暗号化鍵の使用方法については、「(省略可能) ハッシュキーと暗号化鍵を作成する方法」を参照してください。
WAN ブートでは、WAN ブートサーバーとクライアントの間のデータ転送に HTTPS (Secure Sockets Layer を介した HTTP) を使用できます。HTTPS を使用すると、サーバーに対して、あるいはサーバーとクライアントの両方に対して、インストール時に身分証明を行うよう要求できます。また、HTTPS では、インストール時にサーバーからクライアントに転送されるデータが暗号化されます。
HTTPS では、ネットワーク上でデータを交換するシステムに対して、デジタル証明書による認証が行われます。デジタル証明書は、オンライン通信を行うときにシステム (サーバーまたはクライアント) が信頼できるシステムであることを示すためのファイルです。外部の認証局に依頼してデジタル証明書を取得するか、独自の証明書と認証局を作成します。
クライアントがサーバーを信頼してサーバーからのデータを受け入れるようにするには、サーバーにデジタル証明書をインストールする必要があります。次に、この証明書を信頼するようにクライアントに指示します。サーバーに対して身分証明を行うよう、クライアントに要求することもできます。そのためには、クライアントにデジタル証明書を用意します。次に、インストール時にクライアントが証明書を提出したらその証明書の署名者を受け入れるように、サーバーに指示します。

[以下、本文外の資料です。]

impl SessionRegistry {
    pub fn new(
        game: Arc<dyn Game>,
        store: Arc<dyn SaveStore>,
        context: ExecutionContext,
        limiter: ConnectLimiter,
        config: RegistryConfig,
    ) -> Self {
        Self {
            sessions: Mutex::new(HashMap::new()),
            game,
            store,
            context,
            limiter,
            config,
            next_id: AtomicU64::new(1),
        }
    }

    /// Attach a socket to a session, creating one when needed
    ///
    /// A live token resumes its session (taking it over from another socket
    /// if necessary). An absent, malformed, unknown or expired token yields a
    /// brand-new session. The token is always sent before any output.
    pub async fn connect(
        self: &Arc<Self>,
        token: Option<&str>,
        conn: Connection,
    ) -> Result<SessionToken, ConnectError> {
        let requested = token.and_then(|raw| match raw.parse::<SessionToken>() {
            Ok(t) => Some(t),
            Err(_) => {
                tracing::debug!("Ignoring malformed token from {}", conn.peer);
                None
            }
        });

        let now = Instant::now();
        let mut sessions = self.sessions.lock().await;
        let mut expired = None;

        if let Some(tok) = requested {
            match sessions.get(&tok).map(|s| s.state) {
                Some(SessionState::Disconnected { deadline }) if deadline <= now => {
                    tracing::info!("Session {} expired before reconnect", tok.short());
                    expired = sessions.remove(&tok).map(|s| (tok, s));
                }
                Some(previous) => {
                    if let Some(session) = sessions.get_mut(&tok) {
                        let mut out = outlet::lock(&session.outlet);
                        match previous {
                            SessionState::Connected { conn_id } => {
                                tracing::info!(
                                    "Session {} taken over by connection {} (was {})",
                                    tok.short(),
                                    conn.id,
                                    conn_id
                                );
                                out.close();
                            }
                            SessionState::Disconnected { .. } => {
                                tracing::info!("Session {} resumed from {}", tok.short(), conn.peer);
                            }
                        }
                        out.attach(conn.socket, &tok);
                        drop(out);
                        session.state = SessionState::Connected { conn_id: conn.id };
                    }
                    return Ok(tok);
                }
                None => {}
            }
        }

        if let Err(e) = self.limiter.check(conn.peer) {
            drop(sessions);
            if let Some((tok, session)) = expired {
                self.teardown(tok, session, true).await;
            }
            return Err(e);
        }

        let resume = match (&expired, requested) {
            (Some((_, old)), _) => outlet::lock(&old.outlet)
                .persistable()
                .map_or(Resume::Fresh, Resume::Carried),
            (None, Some(unknown)) => Resume::Load(unknown.to_hex()),
            (None, None) => Resume::Fresh,
        };

        let token = loop {
            let candidate = SessionToken::generate();
            if !sessions.contains_key(&candidate) {
                break candidate;
            }
        };
        let id = self.next_id.fetch_add(1, Ordering::SeqCst);

        let outlet = Outlet::shared(None);
        outlet::lock(&outlet).attach(conn.socket, &token);

        let (responses, resp_rx) = mpsc::unbounded_channel();
        let links = EngineLinks {
            outlet: outlet.clone(),
            responses: resp_rx,
            context: self.context.clone(),
            store: self.store.clone(),
        };
        let engine = GameEngine::new(id, token.to_hex(), links, self.config.engine.clone());
        let task = tokio::spawn(run_session(Arc::downgrade(self), token, id, engine, resume));

        sessions.insert(
            token,
            Session {
                id,
                state: SessionState::Connected { conn_id: conn.id },
                outlet,
                responses,
                task: Some(task),
            },
        );
        tracing::info!("Created session {} for {} ({} active)", token.short(), conn.peer, sessions.len());
        drop(sessions);

        if let Some((tok, session)) = expired {
            self.teardown(tok, session, true).await;
        }
        Ok(token)
    }

    /// Socket `conn_id` closed: start the grace window
    ///
    /// Ignored unless `conn_id` is the socket currently attached.
    pub async fn disconnect(&self, token: &SessionToken, conn_id: u64) {
        let mut sessions = self.sessions.lock().await;
        let Some(session) = sessions.get_mut(token) else {
            return;
        };
        if session.state != (SessionState::Connected { conn_id }) {
            tracing::debug!("Ignoring close of superseded connection {}", conn_id);
            return;
        }
        session.state = SessionState::Disconnected {
            deadline: Instant::now() + self.config.grace,
        };
        outlet::lock(&session.outlet).detach();
        tracing::info!("Session {} disconnected, kept for {:?}", token.short(), self.config.grace);
    }

    /// Client says it is going away; same as a close
    pub async fn reset(&self, token: &SessionToken, conn_id: u64) {
        self.disconnect(token, conn_id).await;
    }

    /// Hand a response to the session's engine
    ///
    /// Returns false when the session is gone or `conn_id` is not attached.
    pub async fn respond(&self, token: &SessionToken, conn_id: u64, response: Response) -> bool {
        let sessions = self.sessions.lock().await;
        match sessions.get(token) {
            Some(session) if session.state == (SessionState::Connected { conn_id }) => {
                session.responses.send(response).is_ok()
            }
            _ => {
                tracing::debug!("Dropping response for detached session {}", token.short());
                false
            }
        }
    }

    pub async fn session_count(&self) -> usize {
        self.sessions.lock().await.len()
    }

    pub async fn state(&self, token: &SessionToken) -> Option<SessionState> {
        self.sessions.lock().await.get(token).map(|s| s.state)
    }

    /// Cleanup task that periodically destroys expired sessions
    pub fn spawn_cleanup_task(self: Arc<Self>) -> JoinHandle<()> {
        tokio::spawn(async move {
            let mut interval = tokio::time::interval(self.config.sweep_interval);
            loop {
                interval.tick().await;
                let destroyed = self.sweep_expired().await;
                if destroyed > 0 {
                    tracing::info!("Swept {} expired sessions", destroyed);
                }
            }
        })
    }

    /// Destroy every session whose grace window has elapsed
    pub async fn sweep_expired(&self) -> usize {
        let now = Instant::now();
        let expired: Vec<(SessionToken, Session)> = {
            let mut sessions = self.sessions.lock().await;
            let tokens: Vec<SessionToken> = sessions
                .iter()
                .filter(|(_, s)| matches!(s.state, SessionState::Disconnected { deadline } if deadline <= now))
                .map(|(t, _)| *t)
                .collect();
            tokens
                .into_iter()
                .filter_map(|t| sessions.remove(&t).map(|s| (t, s)))
                .collect()
        };

        let count = expired.len();
        for (token, session) in expired {
            self.teardown(token, session, true).await;
        }
        count
    }

    /// Destroy all sessions, persisting living players
    pub async fn shutdown(&self) {
        let all: Vec<(SessionToken, Session)> = self.sessions.lock().await.drain().collect();
        tracing::info!("Shutting down {} sessions", all.len());
        for (token, session) in all {
            self.teardown(token, session, true).await;
        }
    }

    /// The game script returned; destroy its session
    async fn finish(&self, token: SessionToken, id: u64) {
        let session = {
            let mut sessions = self.sessions.lock().await;
            match sessions.get(&token) {
                Some(s) if s.id == id => sessions.remove(&token),
                _ => None,
            }
        };
        if let Some(session) = session {
            self.teardown(token, session, false).await;
        }
    }

    /// Final step for a session already removed from the map
    async fn teardown(&self, token: SessionToken, mut session: Session, abort: bool) {
        if abort {
            if let Some(task) = session.task.take() {
                task.abort();
            }
        }

        let blob = {
            let mut out = outlet::lock(&session.outlet);
            out.close();
            out.persistable()
        };
        if let Some(blob) = blob {
            match self.store.save(&token.to_hex(), &blob).await {
                Ok(()) => tracing::debug!("Persisted session {}", token.short()),
                Err(e) => tracing::warn!("Failed to persist session {}: {}", token.short(), e),
            }
        }
        tracing::info!("Session {} destroyed", token.short());
    }
}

インストール時にデジタル証明書を使用するには、HTTPS を使用するように Web サーバーを構成する必要があります。HTTPS の使用方法については、Web サーバーのマニュアルを参照してください。
WAN ブートインストールでデジタル証明書を使用するための要件については、「デジタル証明書の要件」を参照してください。WAN ブートインストールでデジタル証明書を使用する方法については、「(省略可能) サーバー認証とクライアント認証にデジタル証明書を使用する方法」を参照してください。